The forgetting tradeoff
The paper also highlights the downside: training only on the newly collected recovery data leads to catastrophic forgetting. In other words, the model can get better at the new recovery behavior while losing performance on older skills.
To address that, the authors test continual-learning mitigations, including replay-based data mixing and elastic weight consolidation. The study sits in a fast-moving corner of robotics ML that is already debating how much pretrained VLA models forget during continual learning.
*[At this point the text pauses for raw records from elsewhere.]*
// tests/realtime_tests.rs
//
// Socket.IO client against an in-process WebSocket server speaking just
// enough Engine.IO to exercise handshake, heartbeat, events and refusal.

use std::time::Duration;

use futures_util::{SinkExt, StreamExt};
use serde_json::{json, Value};
use tokio::net::TcpListener;
use tokio::sync::mpsc;
use tokio::time::timeout;
use tokio_tungstenite::accept_async;
use tokio_tungstenite::tungstenite::protocol::Message;

use painel_core::config::ReconnectPolicy;
use painel_core::console::ConsoleInput;
use painel_core::realtime::{
    ChannelEvent, EventSink, HandshakeAuth, OutgoingEvent, RealtimeConnector, SocketIoConnector, SocketTarget,
};

const OPEN: &str = r#"0{"sid":"abc","upgrades":[],"pingInterval":25000,"pingTimeout":20000,"maxPayload":1000000}"#;

fn auth() -> HandshakeAuth {
    HandshakeAuth {
        token: "tok-1".into(),
        operator_id: "7".into(),
        name: "Ana".into(),
        sector: "Protocolo".into(),
    }
}

async fn listener() -> (TcpListener, SocketTarget) {
    let listener = TcpListener::bind("127.0.0.1:0").await.unwrap();
    let port = listener.local_addr().unwrap().port();
    let url = url::Url::parse(&format!("http://127.0.0.1:{}/atendimento", port)).unwrap();
    (listener, SocketTarget::from_url(&url).unwrap())
}

async fn next_event(rx: &mut mpsc::UnboundedReceiver<ConsoleInput>) -> (u64, ChannelEvent) {
    match timeout(Duration::from_secs(5), rx.recv()).await {
        Ok(Some(ConsoleInput::Channel { connection_id, event })) => (connection_id, event),
        other => panic!("expected channel event, got {:?}", other),
    }
}

async fn next_text<S>(ws: &mut S) -> String
where
    S: futures_util::Stream<Item = Result<Message, tokio_tungstenite::tungstenite::Error>> + Unpin,
{
    loop {
        match timeout(Duration::from_secs(5), ws.next()).await {
            Ok(Some(Ok(Message::Text(txt)))) => return txt.as_str().to_string(),
            Ok(Some(Ok(_))) => continue,
            other => panic!("expected text frame, got {:?}", other),
        }
    }
}

#[tokio::test]
async fn handshake_events_and_emits() {
    let (listener, target) = listener().await;

    let server = tokio::spawn(async move {
        let (stream, _) = listener.accept().await.unwrap();
        let mut ws = accept_async(stream).await.unwrap();

        ws.send(Message::Text(OPEN.into())).await.unwrap();
        let connect = next_text(&mut ws).await;
        assert!(connect.starts_with("40/atendimento,"));
        let auth: Value = serde_json::from_str(&connect["40/atendimento,".len()..]).unwrap();
        assert_eq!(auth, json!({"token": "tok-1", "atendenteId": "7", "nome": "Ana", "setor": "Protocolo"}));

        // A ping before the namespace ack must be answered too.
        ws.send(Message::Text("2".into())).await.unwrap();
        assert_eq!(next_text(&mut ws).await, "3");
        ws.send(Message::Text(r#"40/atendimento,{"sid":"ns-1"}"#.into())).await.unwrap();

        // Client emits after being connected.
        assert_eq!(next_text(&mut ws).await, r#"42/atendimento,["listarAtendimentos"]"#);

        let snapshot = json!(["atendimentosAbertos", [{"sessao_id": "s-1", "numero": "5585", "setor": "TI"}]]);
        ws.send(Message::Text(format!("42/atendimento,{}", snapshot).into())).await.unwrap();
        // Events for other namespaces are not ours.
        ws.send(Message::Text(r#"42["atendimentosAbertos",[]]"#.into())).await.unwrap();
        ws.send(Message::Text("2".into())).await.unwrap();
        assert_eq!(next_text(&mut ws).await, "3");
        let msg = json!(["novaMensagem", {"sessao_id": "s-1", "sender": "usuario", "mensagem": "oi"}]);
        ws.send(Message::Text(format!("42/atendimento,{}", msg).into())).await.unwrap();

        // Console leaves.
        assert_eq!(next_text(&mut ws).await, "41/atendimento,");
    });

    let connector = SocketIoConnector::new(target, ReconnectPolicy::disabled(), Duration::from_secs(5));
    let (tx, mut rx) = mpsc::unbounded_channel();
    let handle = connector.connect(auth(), EventSink::new(3, tx));

    assert_eq!(next_event(&mut rx).await, (3, ChannelEvent::Connected));
    assert!(handle.emit(OutgoingEvent::ListSessions));

    match next_event(&mut rx).await {
        (3, ChannelEvent::QueueSnapshot(entries)) => {
            assert_eq!(entries.len(), 1);
            assert_eq!(entries[0].session_id, "s-1");
            assert_eq!(entries[0].number, "5585");
        }
        other => panic!("unexpected {:?}", other),
    }
    match next_event(&mut rx).await {
        (3, ChannelEvent::NewMessage(msg)) => assert_eq!(msg.body, "oi"),
        other => panic!("unexpected {:?}", other),
    }

    handle.disconnect();
    timeout(Duration::from_secs(5), server).await.unwrap().unwrap();
}

#[tokio::test]
async fn namespace_refusal_is_reported_without_retry() {
    let (listener, target) = listener().await;

    let server = tokio::spawn(async move {
        let (stream, _) = listener.accept().await.unwrap();
        let mut ws = accept_async(stream).await.unwrap();
        ws.send(Message::Text(OPEN.into())).await.unwrap();
        let _ = next_text(&mut ws).await;
        ws.send(Message::Text(r#"44/atendimento,{"message":"Token inválido"}"#.into()))
            .await
            .unwrap();
        // No second connection should arrive.
        assert!(timeout(Duration::from_millis(1500), listener.accept()).await.is_err());
    });

    let policy = ReconnectPolicy {
        enabled: true,
        initial_delay: Duration::from_millis(100),
        max_delay: Duration::from_millis(100),
    };
    let connector = SocketIoConnector::new(target, policy, Duration::from_secs(5));
    let (tx, mut rx) = mpsc::unbounded_channel();
    let _handle = connector.connect(auth(), EventSink::new(1, tx));

    assert_eq!(
        next_event(&mut rx).await,
        (1, ChannelEvent::ConnectError { message: "Token inválido".into() })
    );
    timeout(Duration::from_secs(5), server).await.unwrap().unwrap();
}

#[tokio::test]
async fn transport_drop_reconnects_with_backoff() {
    let (listener, target) = listener().await;

    let server = tokio::spawn(async move {
        for _ in 0..2 {
            let (stream, _) = listener.accept().await.unwrap();
            let mut ws = accept_async(stream).await.unwrap();
            ws.send(Message::Text(OPEN.into())).await.unwrap();
            let _ = next_text(&mut ws).await;
            ws.send(Message::Text(r#"40/atendimento,{"sid":"x"}"#.into())).await.unwrap();
            // Abrupt close.
            drop(ws);
        }
    });

    let policy = ReconnectPolicy {
        enabled: true,
        initial_delay: Duration::from_millis(50),
        max_delay: Duration::from_millis(200),
    };
    let connector = SocketIoConnector::new(target, policy, Duration::from_secs(5));
    let (tx, mut rx) = mpsc::unbounded_channel();
    let handle = connector.connect(auth(), EventSink::new(9, tx));

    assert_eq!(next_event(&mut rx).await, (9, ChannelEvent::Connected));
    assert!(matches!(next_event(&mut rx).await, (9, ChannelEvent::Disconnected { .. })));
    assert_eq!(next_event(&mut rx).await, (9, ChannelEvent::Connected));

    handle.disconnect();
    timeout(Duration::from_secs(5), server).await.unwrap().unwrap();
}

#[tokio::test]
async fn unreachable_server_reports_connect_error() {
    let (listener, target) = listener().await;
    drop(listener);

    let connector = SocketIoConnector::new(target, ReconnectPolicy::disabled(), Duration::from_secs(2));
    let (tx, mut rx) = mpsc::unbounded_channel();
    let _handle = connector.connect(auth(), EventSink::new(1, tx));

    assert!(matches!(next_event(&mut rx).await, (1, ChannelEvent::ConnectError { .. })));
}

#[tokio::test]
async fn silent_server_is_dropped_even_while_emitting() {
    let (listener, target) = listener().await;

    let server = tokio::spawn(async move {
        let (stream, _) = listener.accept().await.unwrap();
        let mut ws = accept_async(stream).await.unwrap();
        ws.send(Message::Text(
            r#"0{"sid":"q","upgrades":[],"pingInterval":100,"pingTimeout":100}"#.into(),
        ))
        .await
        .unwrap();
        let _ = next_text(&mut ws).await;
        ws.send(Message::Text(r#"40/atendimento,{"sid":"x"}"#.into())).await.unwrap();
        // Keep reading the client's emits but never answer or ping.
        let _ = timeout(Duration::from_secs(5), async {
            while let Some(Ok(_)) = ws.next().await {}
        })
        .await;
    });

    let connector = SocketIoConnector::new(target, ReconnectPolicy::disabled(), Duration::from_secs(5));
    let (tx, mut rx) = mpsc::unbounded_channel();
    let handle = connector.connect(auth(), EventSink::new(4, tx));
    assert_eq!(next_event(&mut rx).await, (4, ChannelEvent::Connected));

    let dropped = timeout(Duration::from_secs(2), async {
        loop {
            handle.emit(OutgoingEvent::ListSessions);
            tokio::select! {
                input = rx.recv() => return input,
                _ = tokio::time::sleep(Duration::from_millis(50)) => {}
            }
        }
    })
    .await
    .expect("silent server was not detected");

    match dropped {
        Some(ConsoleInput::Channel { connection_id: 4, event: ChannelEvent::Disconnected { reason } }) => {
            assert_eq!(reason, "ping timeout");
        }
        other => panic!("unexpected {:?}", other),
    }
    timeout(Duration::from_secs(5), server).await.unwrap().unwrap();
}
That context matters because a March 2026 arXiv paper, Pretrained Vision-Language-Action Models are Surprisingly Resistant to Forgetting in Continual Learning, reported that pretrained VLAs can be more robust to forgetting than expected, especially when replay is used. A 2024 paper on OpenVLA helped establish the broader open-source VLA fine-tuning setting, while a 2025 paper on inference-time introspection showed the field is increasingly interested in uncertainty and help-trigger signals.
What is still unknown
For now, RECALL is a preprint, not a peer-reviewed paper. No independent coverage was located in web search, and the open questions are practical ones: whether the authors release code or a project page, which robot tasks and datasets they used, how large the efficiency gains are, and how well different mitigation methods limit forgetting.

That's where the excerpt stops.